The golden age of the great vintages of the 20th century began when Château Figeac came under the ownership of the Manoncourt family, which acquired the estate in 1892 and runs it to this day. Although it was bought in 1892 by André Villepigue, it was his grandson, Thierry Manoncourt (1917-2010), a man with a degree in agronomy, who left a fundamental mark after taking up the reins of the estate in 1947. He produced his first vintage in 1945, at the age of 28, and Château Figeac now works a total of 40 hectares of vineyards. These are remarkable for their gravel subsoil, unique in the Saint Émilion area, although there are also places with a mixed subsoil of clay and sand, playing a fundamental role in the mineral balance and water regime of the vines. If we were to compare the soil of the vineyards, it is similar in composition to places such as Château Haut-Brion in the Grave region or Château Lafite-Rothschild in Médoc.

Pharaoh Thierry Manoncourt

Thierry Manoncourt did not initially care for cultivating vines, instead wanting to understand the soils with all the science of a qualified agronomist. He slowly began re-planting the vineyards in 1949, taking some time to evaluate the varieties. From 1950 onwards he put aside two barrels from each variety of grape to be able to study their properties. This led to him curtailing the Malbec variety and developing Cabernet Sauvignon over 1/3 of the vineyards, Cabernet Franc over 1/3, and limiting Merlot to 1/3. This predominance of “cabernets”, absolutely unique in Saint-Émilion, remains one of the great originalities of Figeac to this day.

Thierry Manoncourt was also responsible for many of the revolutions that shaped the winery’s DNA: malo-lactique fermentation, natural fertiliser from ground vine shoots, maturation in new barrels, selection of grapes, the division of tracts, and thermoregulatory tests. He created natural drainage and changed the direction in which the plantation was set so as to perfectly expose the vines to the sun while the earth warmed in the spring. He also facilitated the rooting of the vine for simple nourishment in the cold underground strata of clay. Manoncourt was also a pioneer in creating the concept of a second wine. In 1945 he created La Grange Neuve de Figeac, now Petit Figeac.

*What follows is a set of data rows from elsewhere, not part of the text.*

//! Ingestion and output round-trips over real files.

use std::fs;

use tempfile::tempdir;

use pivotk::io;
use pivotk::Error;

#[test]
fn reads_weights_with_spaces_and_tabs_around_commas() {
    let dir = tempdir().unwrap();
    let path = dir.path().join("weights.csv");
    fs::write(&path, "1.0, -2.5\t,3.0\n\t0.25 ,0.5,  -0.125\n").unwrap();

    let weights = io::read_weights_csv(&path, 2, 3).unwrap();
    assert_eq!(weights, vec![1.0, -2.5, 3.0, 0.25, 0.5, -0.125]);
}

#[test]
fn rejects_rows_with_wrong_column_count() {
    let dir = tempdir().unwrap();
    let path = dir.path().join("weights.csv");
    fs::write(&path, "1.0,2.0\n3.0\n").unwrap();

    let err = io::read_weights_csv(&path, 2, 2).unwrap_err();
    match err {
        Error::Parse { line, .. } => assert_eq!(line, 2),
        other => panic!("expected a parse error, got {other}"),
    }
}

#[test]
fn rejects_truncated_files() {
    let dir = tempdir().unwrap();
    let path = dir.path().join("weights.csv");
    fs::write(&path, "1.0,2.0\n").unwrap();

    let err = io::read_weights_csv(&path, 3, 2).unwrap_err();
    assert!(matches!(err, Error::Parse { line: 2, .. }));
}

#[test]
fn rejects_non_numeric_fields() {
    let dir = tempdir().unwrap();
    let path = dir.path().join("weights.csv");
    fs::write(&path, "1.0,abc\n").unwrap();

    let err = io::read_weights_csv(&path, 1, 2).unwrap_err();
    assert!(matches!(err, Error::Parse { line: 1, .. }));
}

#[test]
fn missing_files_surface_the_path() {
    let err = io::read_weights_csv("no/such/file.csv".as_ref(), 1, 1).unwrap_err();
    assert!(matches!(err, Error::Io { .. }));
    assert!(err.to_string().contains("no/such/file.csv"));
}

#[test]
fn reads_ids_and_skips_blank_lines() {
    let dir = tempdir().unwrap();
    let path = dir.path().join("assignments.csv");
    fs::write(&path, "0\n2\n\n1\n\n").unwrap();

    let ids = io::read_ids_csv(&path, 3).unwrap();
    assert_eq!(ids, vec![0, 2, 1]);
}

#[test]
fn rejects_id_count_mismatch() {
    let dir = tempdir().unwrap();
    let path = dir.path().join("assignments.csv");
    fs::write(&path, "0\n1\n").unwrap();

    let err = io::read_ids_csv(&path, 3).unwrap_err();
    assert!(matches!(err, Error::Parse { .. }));
}

#[test]
fn writes_top_k_rows() {
    let dir = tempdir().unwrap();
    let path = dir.path().join("topk.csv");

    io::write_top_k_csv(&path, &[3, 1, 4, 1, 5, 9], 3).unwrap();
    assert_eq!(fs::read_to_string(&path).unwrap(), "3,1,4\n1,5,9\n");
}

#[test]
fn writes_user_stats_with_header() {
    let dir = tempdir().unwrap();
    let path = dir.path().join("stats.csv");

    let stats = vec![pivotk::UserStats {
        cluster_id: 2,
        user_id: 17,
        theta_uc: 0.25,
        theta_max: 0.5,
        items_visited: 42,
        user_micros: 7,
    }];
    io::write_user_stats_csv(&path, &stats).unwrap();

    let text = fs::read_to_string(&path).unwrap();
    let mut lines = text.lines();
    assert_eq!(
        lines.next().unwrap(),
        "cluster_id,user_id,theta_uc,theta_max,items_visited,user_micros"
    );
    assert_eq!(lines.next().unwrap(), "2,17,0.25,0.5,42,7");
}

We owe him for the enormous cellar that opens into the vineyard and the building of underground cellars so that the juice from the grapes could circulate by gravitation alone, without the use of pumps. He was one of the first to open his château to the public and one of the three founders of Union des Grands Crus de Bordeaux. Together with his wife, Marie-France Manoncourt, he travelled the world, taking wine-makers from both banks (Médoc and St. Émilion) with him, paving the way for the export of wine for future generations. He most certainly deserved the nickname of the Pharaoh of Saint-Émilion that the region gave him!

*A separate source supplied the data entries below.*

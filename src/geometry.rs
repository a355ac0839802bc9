// Norms and angles between weight rows and a cluster centroid.
//
// Weights and dot products stay in f64; norms and angles are f32, which is
// all the pruning bound needs.

use crate::linalg;

/// Single-precision L2 norms of the rows of a row-major f64 matrix.
pub fn row_norms(rows: &[f64], num_rows: usize, num_factors: usize) -> Vec<f32> {
    debug_assert_eq!(rows.len(), num_rows * num_factors);
    (0..num_rows)
        .map(|i| {
            let r = &rows[i * num_factors..(i + 1) * num_factors];
            linalg::dot(r, r).sqrt() as f32
        })
        .collect()
}

/// θ between every row and a centroid, in [0, π].
///
/// The cosine is clipped to [−1, 1] before acos so cancellation near parallel
/// or antiparallel vectors cannot produce NaN. A zero-norm row or centroid
/// degrades to θ = 0, which keeps the downstream upper bound valid.
pub fn angles_to_centroid(
    rows: &[f64],
    row_norms: &[f32],
    centroid: &[f64],
    centroid_norm: f32,
    num_rows: usize,
    num_factors: usize,
) -> Vec<f32> {
    debug_assert_eq!(rows.len(), num_rows * num_factors);
    debug_assert_eq!(row_norms.len(), num_rows);
    debug_assert_eq!(centroid.len(), num_factors);
    (0..num_rows)
        .map(|i| {
            let denom = row_norms[i] * centroid_norm;
            if denom == 0.0 {
                return 0.0;
            }
            let r = &rows[i * num_factors..(i + 1) * num_factors];
            let cos = (linalg::dot(r, centroid) as f32 / denom).clamp(-1.0, 1.0);
            cos.acos()
        })
        .collect()
}

#[cfg(test)]
mod tests {
    use super::*;
    use std::f32::consts::PI;

    #[test]
    fn norms_of_axis_rows() {
        let rows = [3.0, 4.0, 0.0, 1.0]; // 2×2
        let norms = row_norms(&rows, 2, 2);
        assert!((norms[0] - 5.0).abs() < 1e-6);
        assert!((norms[1] - 1.0).abs() < 1e-6);
    }

    #[test]
    fn angles_cover_parallel_orthogonal_antiparallel() {
        let rows = [1.0, 0.0, 0.0, 1.0, -2.0, 0.0]; // 3×2
        let norms = row_norms(&rows, 3, 2);
        let centroid = [1.0, 0.0];
        let thetas = angles_to_centroid(&rows, &norms, &centroid, 1.0, 3, 2);
        assert!(thetas[0].abs() < 1e-6);
        assert!((thetas[1] - PI / 2.0).abs() < 1e-6);
        assert!((thetas[2] - PI).abs() < 1e-6);
    }

    #[test]
    fn parallel_rows_never_go_nan() {
        // A row equal to a scaled centroid can push the cosine past 1.0 in
        // f32; the clip must hold it at θ = 0.
        let rows = [0.1, 0.2, 0.3];
        let norms = row_norms(&rows, 1, 3);
        let centroid = [0.2, 0.4, 0.6];
        let cnorm = (0.2f64 * 0.2 + 0.4 * 0.4 + 0.6 * 0.6).sqrt() as f32;
        let thetas = angles_to_centroid(&rows, &norms, &centroid, cnorm, 1, 3);
        assert!(thetas[0].is_finite());
        assert!(thetas[0].abs() < 1e-3);
    }

    #[test]
    fn zero_norm_rows_fall_back_to_zero_angle() {
        let rows = [0.0, 0.0];
        let norms = row_norms(&rows, 1, 2);
        let thetas = angles_to_centroid(&rows, &norms, &[1.0, 0.0], 1.0, 1, 2);
        assert_eq!(thetas[0], 0.0);
    }
}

After Thierry Manoncourt’s death in 2010, it was a major disappointment for the family that Figeac was not elevated to the absolute summit in the classification of Saint-Émilion wines: Premier Grands Crus Classé A. The classification has been modified every ten years following its establishment in 1955 (in contrast to the 1855 classification in Médoc) so as to stimulate and objectively re-evaluate all local wineries.

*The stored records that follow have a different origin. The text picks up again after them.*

use std::path::PathBuf;
use std::time::Instant;

use anyhow::{bail, Context, Result};
use clap::{Parser, ValueEnum};
use mimalloc::MiMalloc;
use tracing::{info, Level};
use tracing_subscriber::FmtSubscriber;

use pivotk::cluster::ClusterIndex;
use pivotk::{io, naive, topk};

#[global_allocator]
static GLOBAL: MiMalloc = MiMalloc;

#[derive(Debug, Clone, Copy, PartialEq, Eq, ValueEnum, Default)]
enum Mode {
    /// Centroid-angle pruned search over a cluster index.
    #[default]
    Pruned,
    /// Full gemm + per-row selection, no pruning.
    Naive,
}

/// Exact top-K item recommendation over matrix-factorization weights.
#[derive(Parser, Debug)]
#[command(name = "pivotk")]
#[command(about = "Exact top-K inner-product search with centroid-angle pruning")]
struct Args {
    /// User weights CSV, one row per user with F columns.
    #[arg(short = 'q', long)]
    user_weights: PathBuf,

    /// Item weights CSV, one row per item with F columns.
    #[arg(short = 'p', long)]
    item_weights: PathBuf,

    /// Cluster assignment file, one cluster id per user line. Required in
    /// pruned mode.
    #[arg(short = 'c', long)]
    assignments: Option<PathBuf>,

    /// Top K items to return per user.
    #[arg(short = 'k', long, default_value = "10")]
    top_k: usize,

    /// Number of users.
    #[arg(short = 'm', long)]
    num_users: usize,

    /// Number of items.
    #[arg(short = 'n', long)]
    num_items: usize,

    /// Number of latent factors.
    #[arg(short = 'f', long)]
    num_latent_factors: usize,

    /// Items revealed per batch in sorted ceiling order; a power of two.
    #[arg(short = 'b', long, default_value = "256")]
    batch_size: usize,

    /// Worker threads; 0 uses every core.
    #[arg(short = 't', long, default_value = "0")]
    num_threads: usize,

    #[arg(long, value_enum, default_value = "pruned")]
    mode: Mode,

    /// Where to write the top-K id matrix, one CSV row per user.
    #[arg(short = 'o', long)]
    output: Option<PathBuf>,

    /// Where to write per-user search statistics (CSV).
    #[arg(long)]
    user_stats: Option<PathBuf>,

    #[arg(short, long)]
    verbose: bool,
}

fn main() -> Result<()> {
    let args = Args::parse();

    let level = if args.verbose { Level::DEBUG } else { Level::INFO };
    let subscriber = FmtSubscriber::builder()
        .with_max_level(level)
        .with_target(false)
        .finish();
    let _ = tracing::subscriber::set_global_default(subscriber);

    if args.num_users == 0 || args.num_items == 0 || args.num_latent_factors == 0 {
        bail!("user, item, and factor counts must all be >= 1");
    }
    if args.top_k == 0 || args.top_k > args.num_items {
        bail!(
            "top-k of {} is outside 1..={}",
            args.top_k,
            args.num_items
        );
    }
    if !args.batch_size.is_power_of_two() {
        bail!("batch size {} is not a power of two", args.batch_size);
    }
    if args.num_threads > 0 {
        rayon::ThreadPoolBuilder::new()
            .num_threads(args.num_threads)
            .build_global()
            .context("failed to size the worker pool")?;
    }

    let load_start = Instant::now();
    let item_weights = io::read_weights_csv(
        &args.item_weights,
        args.num_items,
        args.num_latent_factors,
    )?;
    let user_weights = io::read_weights_csv(
        &args.user_weights,
        args.num_users,
        args.num_latent_factors,
    )?;
    info!(
        elapsed_ms = load_start.elapsed().as_millis() as u64,
        users = args.num_users,
        items = args.num_items,
        factors = args.num_latent_factors,
        "loaded weights"
    );

    let compute_start = Instant::now();
    let top_k_items = match args.mode {
        Mode::Naive => naive::top_k(
            &user_weights,
            &item_weights,
            args.num_users,
            args.num_items,
            args.num_latent_factors,
            args.top_k,
        )?,
        Mode::Pruned => run_pruned(&args, &user_weights, &item_weights)?,
    };
    info!(
        elapsed_ms = compute_start.elapsed().as_millis() as u64,
        mode = ?args.mode,
        k = args.top_k,
        "computed top-k"
    );

    if let Some(path) = &args.output {
        io::write_top_k_csv(path, &top_k_items, args.top_k)?;
        info!(path = %path.display(), "wrote top-k matrix");
    }

    Ok(())
}

fn run_pruned(args: &Args, user_weights: &[f64], item_weights: &[f64]) -> Result<Vec<i32>> {
    let assignments_path = args
        .assignments
        .as_ref()
        .context("--assignments is required in pruned mode")?;
    let assignments = io::read_ids_csv(assignments_path, args.num_users)?;

    let index_start = Instant::now();
    let index = ClusterIndex::build(&assignments, user_weights, args.num_latent_factors)?;
    info!(
        elapsed_ms = index_start.elapsed().as_millis() as u64,
        clusters = index.clusters.len(),
        "built cluster index"
    );

    let mut stats = args.user_stats.is_some().then(Vec::new);
    let top_k_items = topk::compute_top_k_all(
        &index,
        user_weights,
        item_weights,
        args.num_latent_factors,
        args.top_k,
        args.batch_size,
        stats.as_mut(),
    )?;

    if let (Some(path), Some(stats)) = (&args.user_stats, &stats) {
        io::write_user_stats_csv(path, stats)?;
        info!(path = %path.display(), rows = stats.len(), "wrote user statistics");
    }

    Ok(top_k_items)
}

Marie-France Manoncourt, who at his side shared her husband’s enthusiasm and was inspired by his skills and values for more than fifty years, continues in the running of the estate together with her daughters and a top team of specialists. Over the past 10 years this team has been reaching for the summit in the field with its ever greater fund of knowledge, targeting the absolute peak of wine-making in Saint-Émilion.

“Only the desire for perfection and loyalty to our soil shape our decisions.”